The 33521A’s sequencing capability provides flexibility for controlling when it sequences from one waveform to another. One way to control sequencing is to specify how many cycles each waveform is run before sequencing to the next. Sequences can also return to a waveform that was used previously in that sequence.
Combining the 33521A’s arb sequencing feature with its large arb memory, 1 million points per channel standard with 16 million optional, gives you the ability to simulate complex ECG patterns for thorough testing of cardiac monitoring equipment designs. For example, each ECG waveform shown in the above figure were created with about 500 points. You could store up to 2,000 different ECG waveforms of this size in the 33521A’s standard arb memory. The 33521A allows arb sequences to contain up to 512 steps, allowing you to create complex ECG patterns for thorough testing. You can control arb sequences on the 33521A asynchronously by using triggers to control waveform transitions instead of cycle counts.
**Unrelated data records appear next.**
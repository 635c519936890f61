//! Callback endpoints the AutoML core uses to report on jobs.
//!
//! Unknown job ids are rejected with 404 so the worker can tell it is
//! reporting on a job the gateway never issued. No record is created.

use axum::extract::rejection::JsonRejection;
use axum::extract::State;
use axum::response::IntoResponse;
use axum::Json;
use serde::Serialize;

use gateway_automl::{CompleteJobRequest, UpdateStatusRequest};
use gateway_core::job::JobStatusUpdate;
use gateway_core::submission::validate_progress;

use crate::error::AppResult;
use crate::handlers::find_job;
use crate::state::AppState;

/// Acknowledgement returned to the worker.
#[derive(Debug, Serialize)]
pub struct CallbackAck {
    pub status: &'static str,
}

/// POST /update-status
///
/// Apply a reported status/progress/message triple. An unknown job is a
/// 404 even when the rest of the report is invalid.
pub async fn update_status(
    State(state): State<AppState>,
    body: Result<Json<UpdateStatusRequest>, JsonRejection>,
) -> AppResult<impl IntoResponse> {
    let Json(input) = body?;
    find_job(&state, &input.job_id).await?;

    let progress = validate_progress(input.progress)?;
    let update = JobStatusUpdate::new(input.status, progress, input.message);

    let job = state.store.update_status(&input.job_id, update).await?;

    tracing::info!(
        job_id = %job.id,
        status = %job.status,
        progress = job.progress,
        "Job status reported",
    );

    Ok(Json(CallbackAck { status: "updated" }))
}

/// POST /complete
///
/// Attach final results; the job becomes `completed` at 100%.
pub async fn complete_job(
    State(state): State<AppState>,
    body: Result<Json<CompleteJobRequest>, JsonRejection>,
) -> AppResult<impl IntoResponse> {
    let Json(input) = body?;
    let job = state
        .store
        .set_results(&input.job_id, input.results)
        .await?;

    tracing::info!(job_id = %job.id, "Job completed");

    Ok(Json(CallbackAck { status: "completed" }))
}
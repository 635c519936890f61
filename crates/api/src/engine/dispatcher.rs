//! Background job dispatcher.
//!
//! Each submission gets its own task on a [`TaskTracker`], so the submit
//! handler returns as soon as the job is recorded. The task marks the job
//! `running`, forwards it once, and on failure records the error into the
//! job itself. There is no retry and no timeout waiting for the worker's
//! callback: a worker that never calls back leaves the job `running`.

use std::sync::Arc;
use std::time::Duration;

use gateway_automl::{JobForwarder, ProcessJobRequest};
use gateway_core::job::{JobStatus, JobStatusUpdate, MSG_PROCESSING};
use gateway_core::submission::JobSubmission;
use gateway_core::types::JobId;
use gateway_store::JobStore;
use tokio::task::JoinHandle;
use tokio_util::task::TaskTracker;

/// Hands jobs to the AutoML core on detached tasks.
pub struct JobDispatcher {
    store: Arc<JobStore>,
    forwarder: Arc<dyn JobForwarder>,
    tracker: TaskTracker,
}

impl JobDispatcher {
    pub fn new(store: Arc<JobStore>, forwarder: Arc<dyn JobForwarder>) -> Self {
        Self {
            store,
            forwarder,
            tracker: TaskTracker::new(),
        }
    }

    /// Spawn the forwarding task for a job that has just been created.
    ///
    /// Must be called from within a Tokio runtime. The returned handle is
    /// only needed by callers that want to wait for the hand-off.
    pub fn dispatch(&self, job_id: JobId, submission: JobSubmission) -> JoinHandle<()> {
        let store = Arc::clone(&self.store);
        let forwarder = Arc::clone(&self.forwarder);
        self.tracker.spawn(async move {
            forward_job(&store, forwarder.as_ref(), &job_id, submission).await;
        })
    }

    /// Number of forwarding tasks still in flight.
    pub fn in_flight(&self) -> usize {
        self.tracker.len()
    }

    /// Stop accepting work and wait up to `timeout` for in-flight forwards.
    ///
    /// Returns `false` if the timeout elapsed first.
    pub async fn shutdown(&self, timeout: Duration) -> bool {
        self.tracker.close();
        tokio::time::timeout(timeout, self.tracker.wait())
            .await
            .is_ok()
    }
}

async fn forward_job(
    store: &JobStore,
    forwarder: &dyn JobForwarder,
    job_id: &str,
    submission: JobSubmission,
) {
    let running = JobStatusUpdate::new(JobStatus::Running, 0, MSG_PROCESSING);
    if let Err(e) = store.update_status(job_id, running).await {
        tracing::warn!(job_id, error = %e, "Could not mark job running, skipping dispatch");
        return;
    }

    let request = ProcessJobRequest::encode(job_id, &submission);
    tracing::info!(
        job_id,
        dataset_format = %submission.format,
        dataset_bytes = submission.dataset.len(),
        "Dispatching job to AutoML core",
    );

    match forwarder.forward(&request).await {
        Ok(()) => {
            tracing::info!(job_id, "Job accepted by AutoML core");
        }
        Err(e) => {
            tracing::error!(job_id, error = %e, "Failed to dispatch job to AutoML core");
            if let Err(store_err) = store
                .set_failed(job_id, format!("Failed to process job: {e}"))
                .await
            {
                // Strict policy: the worker already reported a terminal state.
                tracing::warn!(
                    job_id,
                    error = %store_err,
                    "Could not record dispatch failure",
                );
            }
        }
    }
}
use axum::extract::State;
use axum::{routing::get, Json, Router};
use gateway_store::StatusCounts;
use serde::Serialize;

use crate::state::AppState;

/// Health check response payload.
#[derive(Serialize)]
pub struct HealthResponse {
    /// Overall service status.
    pub status: &'static str,
    /// Crate version from Cargo.toml.
    pub version: &'static str,
    /// Job totals per status.
    pub jobs: StatusCounts,
    /// Forwarding tasks still talking to the AutoML core.
    pub dispatches_in_flight: usize,
    /// Whether illegal status transitions are rejected.
    pub strict_transitions: bool,
}

/// GET /health -- returns service health and job totals.
async fn health_check(State(state): State<AppState>) -> Json<HealthResponse> {
    Json(HealthResponse {
        status: "ok",
        version: env!("CARGO_PKG_VERSION"),
        jobs: state.store.status_counts().await,
        dispatches_in_flight: state.dispatcher.in_flight(),
        strict_transitions: state.config.strict_transitions,
    })
}

pub fn router() -> Router<AppState> {
    Router::new().route("/health", get(health_check))
}
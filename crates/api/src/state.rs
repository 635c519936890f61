use std::sync::Arc;

use gateway_store::JobStore;

use crate::config::ServerConfig;
use crate::engine::dispatcher::JobDispatcher;

/// Shared application state available to all Axum handlers via `State<AppState>`.
///
/// This is cheaply cloneable (inner data is behind `Arc`).
#[derive(Clone)]
pub struct AppState {
    /// Authoritative job store, shared with the dispatcher.
    pub store: Arc<JobStore>,
    /// Server configuration.
    pub config: Arc<ServerConfig>,
    /// Forwards newly submitted jobs to the AutoML core.
    pub dispatcher: Arc<JobDispatcher>,
}
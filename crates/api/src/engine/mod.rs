//! Job execution engine.
//!
//! Contains the dispatcher that hands freshly submitted jobs to the AutoML
//! core on detached tasks. Everything after the hand-off arrives through
//! the callback handlers.

pub mod dispatcher;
This provides you with the ability to continuously cycle a waveform for some undetermined time period until it receives a software trigger or external trigger or front-panel trigger. Once it receives the trigger, the 33521A transitions to the next waveform in the sequence. You can also mix the two ways of transitioning through a sequence, specifying a count and using triggers.

Free Matlab ECG simulation program
You can download and use an ECG simulator program created in MATLAB®. You can find the ECG simulator download and instructions at http://www.mathworks.com/matlabcentral/fileexchange/10858-ecg simulation-using-matlab or type “ECG MATLAB” into a search engine and it should be at the top of the results. The program creates ECG waveforms using multiple Fourier series summed together. A Fourier series is used for each distinct wave shape in the ECG waveform, such as the P wave, T wave, etc. The program allows you to adjust various ECG waveform parameters to simulate various cardiac conditions. You can then transfer the ECG waveform you created to a 33521A either by storing it in a .csv file and using a memory stick or remotely via Matlab's instrument toolbox feature.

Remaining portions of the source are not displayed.